Saving the merged data into a Parquet file


In [14]:

# Save merged data
merged.to_parquet(r"E:\OneDrive\Desktop\Customer Retention Analysis\data\processed\merged_data.parquet", index=False)


In [15]:
# Load product data and translation file
products = pd.read_csv(r"E:\OneDrive\Desktop\Customer Retention Analysis\data\raw-data\olist_products_dataset.csv")
translation = pd.read_csv(r"E:\OneDrive\Desktop\Customer Retention Analysis\data\raw-data\product_category_name_translation.csv")

# Translate category names
products = pd.merge(products, translation, on='product_category_name', how='left')

# Merge with main dataset
merged = pd.merge(merged, products[['product_id', 'product_category_name_english']], on='product_id', how='left')

Step : 2 

Data Cleaning and Preprocessing

In [16]:
# Drop orders with missing critical fields (customer_id, order_id)
merged.dropna(subset=['customer_id', 'order_id'], inplace=True)

# Fill missing review scores with median - Fix the chained assignment
# Instead of:
# merged['review_score'].fillna(merged['review_score'].median(), inplace=True)
merged['review_score'] = merged['review_score'].fillna(merged['review_score'].median())

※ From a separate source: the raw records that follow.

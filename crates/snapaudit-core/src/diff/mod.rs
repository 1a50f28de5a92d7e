//! Change detection for audited field sets.
//!
//! Decides whether a candidate state differs from the live state and
//! describes the difference for the remark that goes onto the live record.
//!
//! ## Entry point
//!
//! ```
//! use snapaudit_core::diff::{compose_remark, detect};
//! use snapaudit_core::PlatformUserFields;
//!
//! let current = PlatformUserFields { first_name: "Bob".into(), ..Default::default() };
//! let candidate = PlatformUserFields { first_name: "Robert".into(), ..current.clone() };
//!
//! let change_set = detect(Some(&current), &candidate, false).unwrap();
//! assert!(change_set.changed);
//! assert_eq!(compose_remark(&change_set, None), "first_name: 'Bob' -> 'Robert'");
//! ```
//!
//! ## Guarantees
//!
//! - Comparison covers the audited fields only; remarks, timestamps and ids
//!   never count as changes.
//! - Equality is decided on the canonical JSON digest, so metadata maps with
//!   the same entries compare equal regardless of insertion order.

pub mod engine;
pub mod model;
pub mod remark;

pub use engine::detect;
pub use model::{ChangeSet, FieldChange};
pub use remark::compose_remark;
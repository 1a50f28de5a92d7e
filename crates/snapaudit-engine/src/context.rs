//! Per-invocation context

use snapaudit_core::errors::ExError;
use snapaudit_core_types::{RequestContext, RequestId, TraceId};

/// Correlation data for one engine invocation
#[derive(Debug, Clone, Default)]
pub struct EngineContext {
    pub request: RequestContext,
}

impl EngineContext {
    pub fn new() -> Self {
        Self::default()
    }

    /// Reuse an identifier from the caller (bot update id, job run id)
    pub fn with_request_id(request_id: RequestId) -> Self {
        Self {
            request: RequestContext::with_request_id(request_id),
        }
    }

    #[must_use]
    pub fn with_trace_id(mut self, trace_id: TraceId) -> Self {
        self.request = self.request.with_trace_id(trace_id);
        self
    }

    /// Attach this context's correlation ids to an error
    pub fn annotate(&self, err: ExError) -> ExError {
        let err = err.with_request_id(self.request.request_id.clone());
        match &self.request.trace_id {
            Some(trace_id) => err.with_trace_id(trace_id.clone()),
            None => err,
        }
    }
}

#[cfg(test)]
mod tests {
    use super::*;
    use snapaudit_core::errors::ExErrorKind;

    #[test]
    fn test_annotate_sets_correlation_ids() {
        let ctx = EngineContext::with_request_id(RequestId::from_string("job-1".to_string()))
            .with_trace_id(TraceId::from_string("t-1".to_string()));
        let err = ctx.annotate(ExError::new(ExErrorKind::NotFound));
        assert_eq!(err.request_id().map(|r| r.as_str()), Some("job-1"));
        assert_eq!(err.trace_id().map(|t| t.as_str()), Some("t-1"));
    }
}
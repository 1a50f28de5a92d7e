//! Core types shared across snapaudit facilities
//!
//! This crate provides foundational types used by both error handling
//! and logging facilities:
//!
//! - **Correlation types**: RequestId, TraceId, RequestContext
//! - **Sensitive data**: Sensitive<T> marker for automatic redaction
//! - **Schema constants**: Canonical field keys and event names

pub mod correlation;
pub mod schema;
pub mod sensitive;

pub use correlation::{RequestContext, RequestId, TraceId};
pub use sensitive::Sensitive;
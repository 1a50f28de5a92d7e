//! snapaudit core - audited entity model and change semantics
//!
//! This crate holds everything about snapshot-before-update auditing that
//! does not touch storage:
//! - Live and history record models for the audited kinds (Emby users,
//!   platform users)
//! - The change detector and remark composition
//! - The snapshot constructor and canonical field digests
//! - Error, logging and configuration facilities shared by the store,
//!   engine and CLI crates

pub mod config;
pub mod diff;
pub mod errors;
pub mod logging_facility;
pub mod model;
pub mod snapshot;

// Logging macros expand to paths under these re-exports
pub use snapaudit_core_types;
#[doc(hidden)]
pub use tracing;

pub use config::{ConfigError, StoreConfig};
pub use diff::{compose_remark, detect, ChangeSet, FieldChange};
pub use errors::{AuditError, ExError, ExErrorKind, Result};
pub use model::{
    AccountStatus, AuditStamp, ChangeTag, EmbyUserFields, EntityKind, HistoryRecord, LiveRecord,
    Metadata, PlatformUserFields, ProfileFields,
};
pub use snapshot::capture;
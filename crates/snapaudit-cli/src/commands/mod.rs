//! Subcommand implementations

pub mod emby;
pub mod history;
pub mod migrate;
pub mod platform;

use rusqlite::Connection;
use serde_json::Value;
use snapaudit_core::model::ProfileFields;
use snapaudit_core::StoreConfig;
use snapaudit_engine::EngineContext;
use snapaudit_store::ApplyOutcome;
use std::path::{Path, PathBuf};

pub type CliResult<T = ()> = Result<T, Box<dyn std::error::Error>>;

pub fn load_config(file: Option<&Path>, db: Option<PathBuf>) -> CliResult<StoreConfig> {
    let mut config = match file {
        Some(path) => StoreConfig::load_from(path)?,
        None => StoreConfig::load_with_dotenv()?,
    };
    if let Some(db) = db {
        config.database.path = db;
    }
    Ok(config)
}

/// Open the configured database, migrating it if needed
pub fn open(config: &StoreConfig) -> CliResult<Connection> {
    Ok(snapaudit_store::db::open_store(&config.database)?)
}

pub fn read_json(path: &Path) -> CliResult<Value> {
    let text = std::fs::read_to_string(path)
        .map_err(|e| format!("cannot read {}: {}", path.display(), e))?;
    Ok(serde_json::from_str(&text)?)
}

pub fn context() -> EngineContext {
    EngineContext::new()
}

pub fn print_outcome<F: ProfileFields>(outcome: &ApplyOutcome<F>) {
    let record = outcome.record();
    println!("{} {}:", outcome.label(), F::KIND);
    println!("  subject_id: {}", record.subject_id);
    println!("  display_name: {}", record.fields.display_name());
    println!("  version: {}", record.version);
    if record.is_deleted() {
        println!("  deleted: true");
    }
    if let Some(history_id) = outcome.history_id() {
        println!("  history_id: {}", history_id);
    }
    if let Some(remark) = &record.remark {
        println!("  remark: {}", remark);
    }
}
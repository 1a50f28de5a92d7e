//! Sensitive data marker for automatic redaction
//!
//! Password hashes travel inside audited field sets and are persisted with
//! every snapshot. `Sensitive<T>` keeps them out of Debug/Display output
//! (and therefore out of logs and remarks) while still serializing the real
//! value for storage.

use serde::{Deserialize, Deserializer, Serialize, Serializer};
use std::fmt;

/// Wrapper for sensitive data that redacts itself in Debug and Display
///
/// # Example
///
/// ```
/// use snapaudit_core_types::Sensitive;
///
/// let hash = Sensitive::new("$2b$12$abc");
/// assert_eq!(format!("{:?}", hash), "***REDACTED***");
/// assert_eq!(hash.expose(), &"$2b$12$abc");
/// ```
#[derive(Clone, PartialEq, Eq, Hash)]
pub struct Sensitive<T>(T);

impl<T> Sensitive<T> {
    pub fn new(value: T) -> Self {
        Self(value)
    }

    /// Expose the underlying value
    ///
    /// Only storage code and equality checks should need this.
    pub fn expose(&self) -> &T {
        &self.0
    }

    pub fn into_inner(self) -> T {
        self.0
    }
}

impl<T> fmt::Debug for Sensitive<T> {
    fn fmt(&self, f: &mut fmt::Formatter<'_>) -> fmt::Result {
        write!(f, "***REDACTED***")
    }
}

impl<T> fmt::Display for Sensitive<T> {
    fn fmt(&self, f: &mut fmt::Formatter<'_>) -> fmt::Result {
        write!(f, "***REDACTED***")
    }
}

impl<T: Serialize> Serialize for Sensitive<T> {
    fn serialize<S: Serializer>(&self, serializer: S) -> Result<S::Ok, S::Error> {
        self.0.serialize(serializer)
    }
}

impl<'de, T: Deserialize<'de>> Deserialize<'de> for Sensitive<T> {
    fn deserialize<D: Deserializer<'de>>(deserializer: D) -> Result<Self, D::Error> {
        T::deserialize(deserializer).map(Sensitive)
    }
}
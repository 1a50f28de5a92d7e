//! Audited entity models
//!
//! Each audited kind is an explicit field struct implementing
//! [`ProfileFields`]. Live and history records are generic over it, so the
//! snapshot constructor and the store never copy attributes by name.

pub mod audit_stamp;
pub mod change_tag;
pub mod emby_user;
pub mod history;
pub mod live;
pub mod metadata;
pub mod platform_user;
pub mod profile;
pub mod status;

pub use audit_stamp::AuditStamp;
pub use change_tag::ChangeTag;
pub use emby_user::EmbyUserFields;
pub use history::HistoryRecord;
pub use live::LiveRecord;
pub use metadata::Metadata;
pub use platform_user::PlatformUserFields;
pub use profile::{EntityKind, ProfileFields};
pub use status::AccountStatus;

# Convert date columns to datetime
merged['order_purchase_timestamp'] = pd.to_datetime(merged['order_purchase_timestamp'])

Keeping only the valid order and dropping the other for better analysis

In [17]:
# Remove canceled/unavailable orders
valid_statuses = ['delivered', 'shipped', 'invoiced']
merged = merged[merged['order_status'].isin(valid_statuses)]

Step : 3 

Feature Engineering

In [18]:
merged['monetary_value'] = merged['price'] + merged['freight_value']

In [19]:
# Group by customer_id
customer_data = merged.groupby('customer_id').agg(
    first_purchase_date=('order_purchase_timestamp', 'min'),
    last_purchase_date=('order_purchase_timestamp', 'max'),
    total_orders=('order_id', 'nunique'),
    total_spent=('monetary_value', 'sum'),
    avg_review_score=('review_score', 'mean')
).reset_index()